Wholesaler Rob Darcy has tomatoes galore but explains why shoppers are struggling.
Following a pandemic, rising inflation and soaring energy bills, people in Hull and elsewhere are now walking into shops to find empty shelves.
Supermarkets in Hull and elsewhere have seen supplies of tomatoes and other fresh produce, leaving shelves empty in one of the world’s most advanced economies. Naturally it has left people asking why, with many pinning the blame on Brexit and rising energy bills, with poor conditions in food producing countries triggering shortages.
But for one Hull fruit and vegetables wholesaler, the seeds of the crisis lay within the way the industry works and unrealistic expectations of low prices from supermarkets. Rob Darcy told Hull Live bad growing conditions had tipped the scales in growers’ favour, meaning they can now demand much more for their product with supermarkets unwilling to pay.
‘This isn’t really about Brexit’
The director of Dennis Butler Ltd said factors like energy prices, climate change and uncertainty in the industry meant shortages may be around for some time. Mr Darcy said: “We’ve got plenty of fruit and vegetables here like tomatoes, cucumbers, lettuce.
“The difference for us is that we’re willing to pay a premium for it and our suppliers are greengrocers, market traders and other independents, we don’t work with supermarkets. At the moment everyone’s having to pay a premium to get fruit and vegetables.
“What you find is that most places on the continent have fruit and vegetables. The difference isn’t so much because of Brexit, which in effect just leaves us with more paper work to deal with, it’s that the British public have been led to believe that fruit and vegetables cost next to nothing.
“Supermarkets sell fruits and vegetables as a loss leader, people may remember seeing parsnips being sold in them for 19p at Christmas, but you can’t get it at that price and make a profit. The reason why the supermarkets can’t get the vegetables now is because they they’re not willing to pay the prices growers can demand at the moment because of the conditions elsewhere.
“All that’s left now is a few huge growers who have to sell to supermarkets who have driven prices down. That’s where you get shortages from ultimately, because they’re false prices.”
People used to buying at ‘false prices’
Mr Darcy said UK consumers had gotten used to paying unrealistically low prices compared to buyers on the continent. The director said: “If you go on holiday to somewhere like Spain and you go to a supermarket, you’ll notice that the fruit and vegetables cost a lot more.
“People there are used to paying more for it, even though they’re the places that are growing most of it. That situation’s brought them on now because with carrots for example, prices have gone up now because of bad growing conditions
“So the big growers start to react to that by raising their prices. They can’t say they’ll just grow more, if they haven’t grown a particular crop in three or four years then they have to buy it all again which is a considerable investment.
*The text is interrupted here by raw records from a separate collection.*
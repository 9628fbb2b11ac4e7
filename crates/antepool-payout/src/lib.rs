//! Winner resolution and prize distribution.
//!
//! Two pieces, deliberately separated:
//!
//! - [`resolve_winners`] is a pure function from participant scores and a
//!   split rule to a ranked winner list. No I/O, fully unit-testable.
//! - [`distribute_prizes`] consumes that list behind the room's
//!   ongoing→finalizing guard: it takes the platform fee, pays each ranked
//!   position its percentage of the remainder, appends winner-ledger rows,
//!   and bumps leaderboards. Exactly-once per room — the loser of the guard
//!   race observes [`DistributionOutcome::AlreadyHandled`] and changes
//!   nothing.

mod distribute;
mod error;
mod resolve;

pub use distribute::{distribute_prizes, DistributionOutcome, PLATFORM_FEE_PERCENT};
pub use error::PayoutError;
pub use resolve::{resolve_winners, RankedWinner};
“The crops aren’t going to just magic themselves up out of the ground. Then you’ve got the rising energy prices which is also a factor, in a country like The Netherlands they’re growing fruit and vegetables at this time of year but it’s in heated greenhouses which they increasingly can’t afford.
“I think if the public knew how little fruit and vegetables are being sold for there would be more support for British growers. It’s the independents who are sticking their necks on the line with this now, they’ve had to put their prices up but they can’t profit from it because it cost them so much to get the goods.
“If a box of tomatoes costs sellers £18 say, then they have to put up their prices too to cover it. They then have to pay wages, lighting, rent, a lot of things come out of the sale price before they can make a profit.
“They’re essentially breaking even to provide a public service at this point. At the moment a lot of fresh produce is brought here from abroad.